Today’s world is a wired one, and computers, cell phones, and more allow people to access and share information like never before. This has certainly transformed the workplace, where computers and the Internet allow for fast and reliable transmission of data of all kinds. This can link employees with each other and allow them to share nearly anything, even if they are not in the same building. And at home, computers, TVs, game consoles, and more allow users to create a home office or home entertainment system as they like. A lot of this is made possible with cables of all sorts, from bulk fiber optic cables for ultra-fast Internet connections to bulk USB cables all the way to cell phone charging cables. How might these cables get the job done today, and what sorts of cables might someone find in an electronic store today?
Varieties of Cables
There is more than one way to make a cable. Mobile phones are standard, and a few billion people around the world have their own cell phones. But these devices need to be recharged and connect to computers, so cell phone charging cables handle this work. These cell phone charging cables will not only recharge a cell phone’s batteries, but a cell phone charging cable allows a smart phone to share data with a computer or even a gaming console if the user so wishes. Different mobile phones make use of different cell phone charging cable models, but a new phone will come packaged with the correct cable type for use. Such cables can even be plugged into wall sockets of an adapter is first used, allowing a user to recharge their cell phone anywhere.

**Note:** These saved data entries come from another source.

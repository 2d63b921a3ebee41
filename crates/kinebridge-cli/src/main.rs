//! `kinebridge` – starts the relay / REST server.
//!
//! 1. Loads `~/.kinebridge/config.toml` (defaults when absent) and applies
//!    `KINEBRIDGE_*` overrides.
//! 2. Initialises tracing (see [`telemetry`]).
//! 3. Serves on `0.0.0.0:<port>` until **Ctrl-C**, then shuts down
//!    gracefully.

mod config;
mod telemetry;

use colored::Colorize;
use std::process::ExitCode;
use tracing::{error, info};

use kinebridge_server::{AppState, KineServer};

fn main() -> ExitCode {
    let _guard = telemetry::init_tracing("kinebridge");

    print_banner();

    let cfg = match config::load() {
        Ok(cfg) => cfg,
        Err(e) => {
            println!("{}: {}", "Config error".red(), e);
            println!("  Using default configuration.");
            let mut cfg = config::Config::default();
            config::apply_env_overrides(&mut cfg);
            cfg
        }
    };
    print_summary(&cfg);

    let state = match AppState::new(cfg.relay(), &cfg.projects_dir, &cfg.data_dir) {
        Ok(state) => state,
        Err(e) => {
            error!(error = %e, dir = %cfg.projects_dir.display(), "cannot open project store");
            return ExitCode::FAILURE;
        }
    };

    let runtime = match tokio::runtime::Runtime::new() {
        Ok(rt) => rt,
        Err(e) => {
            error!(error = %e, "failed to start tokio runtime");
            return ExitCode::FAILURE;
        }
    };

    let result = runtime.block_on(
        KineServer::new(state)
            .with_port(cfg.port)
            .run(shutdown_signal()),
    );

    match result {
        Ok(()) => {
            println!("{}", "  ✓ kinebridge stopped.".green());
            ExitCode::SUCCESS
        }
        Err(e) => {
            error!(error = %e, "server exited with error");
            ExitCode::FAILURE
        }
    }
}

async fn shutdown_signal() {
    if let Err(e) = tokio::signal::ctrl_c().await {
        error!(error = %e, "failed to listen for Ctrl-C");
        std::future::pending::<()>().await;
    }
    println!();
    println!("{}", "⚠  Ctrl-C received – shutting down …".yellow().bold());
    info!("shutdown requested");
}

// ─────────────────────────────────────────────────────────────────────────────
// Banner
// ─────────────────────────────────────────────────────────────────────────────

fn print_banner() {
    println!();
    println!("{}", r#"   __ __ _           __        _    __         "#.bold().cyan());
    println!("{}", r#"  / //_/(_)__  ___  / /  ____(_)__/ /__ ____  "#.bold().cyan());
    println!("{}", r#" / ,<  / / _ \/ -_)/ _ \/ __/ / _  / _ `/ -_) "#.bold().cyan());
    println!("{}", r#"/_/|_|/_/_//_/\__//_.__/_/ /_/\_,_/\_, /\__/  "#.bold().cyan());
    println!("{}", r#"                                  /___/       "#.bold().cyan());
    println!();
    println!(
        "  {} {}",
        "kinebridge".bold(),
        format!("v{}", env!("CARGO_PKG_VERSION")).dimmed()
    );
    println!("  rosbridge relay & motion-data server");
    println!();
}

fn print_summary(cfg: &config::Config) {
    println!("  Config      {}", config::config_path().display().to_string().dimmed());
    println!("  rosbridge   {}", cfg.rosbridge_url.bold());
    println!(
        "  Topics      {} → /ws/bridge/, {} → /ws/flexbelogs/",
        cfg.bridge_topic.bold(),
        cfg.log_topic.bold()
    );
    println!("  Projects    {}", cfg.projects_dir.display());
    println!("  Motion data {}", cfg.data_dir.display());
    println!(
        "  Listening   {}",
        format!("http://0.0.0.0:{}", cfg.port).bold().green()
    );
    println!();
}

That’s not all. USB cables are nearly universal, and are used to connect many different sorts of devices with each other to share data. A modern PC, for example, may have as many as four to six different USB cables across the front and back. Devices such as a mouse, keyboard, external hard drive, and printer may be plugged into them, and USB ports can also accept a flash drive. Game consoles also make use of USB cables to plug in controllers or other devices, too, and laptop computers may have a few USB cables in them as well. Computer monitors, however, make use of their own cable type when plugged into a PC, and these tough cables even have built-in screws that allow them to securely connect the computer. This way, they won’t be easily unplugged by accident.
Cables at the Office
Anyone can make use of cell phone charging cables or USB cables for their PC or Xbox at home, but at a modern office, many hundreds of cables may be used to link computers to the Internet and each other. This is certainly true for an office data center, for example. For those unaware, a data server is a collection of dozens or even hundreds of computers all linked by cables, so they form a cohesive whole that has more storage space and processing power than any individual PC. These computers are not desktop PCs, however; they don’t even have keyboards or monitors plugged into them. Instead, they set on specialized shelves and racks and will run all day, cooled with air conditioning or liquid cooling tubes. Desktop PCs in the office will be plugged into these data servers privately and securely, allowing them to make use of that vast storage space and also share data files with each other. Plugged-in computers may also receive a boost to their processing power as well.
Meanwhile, computers at the office will make use of Ethernet cables to connect to the Internet, and use this connection for e-mail, live video chat, research, and accessing Cloud data storage. Category 5 (cat5 cables) or category 6 (cat6 cables) may be used to connect these computers to the Internet with a fast and reliable connection. Such cables may be threaded across the office in discreet locations to prevent tripping hazards, and such cables may be the cat6 model and make use of four pairs of copper wires for very fast Internet connections. Holes may be drilled in the floor so that such cables can be threaded through them for convenience.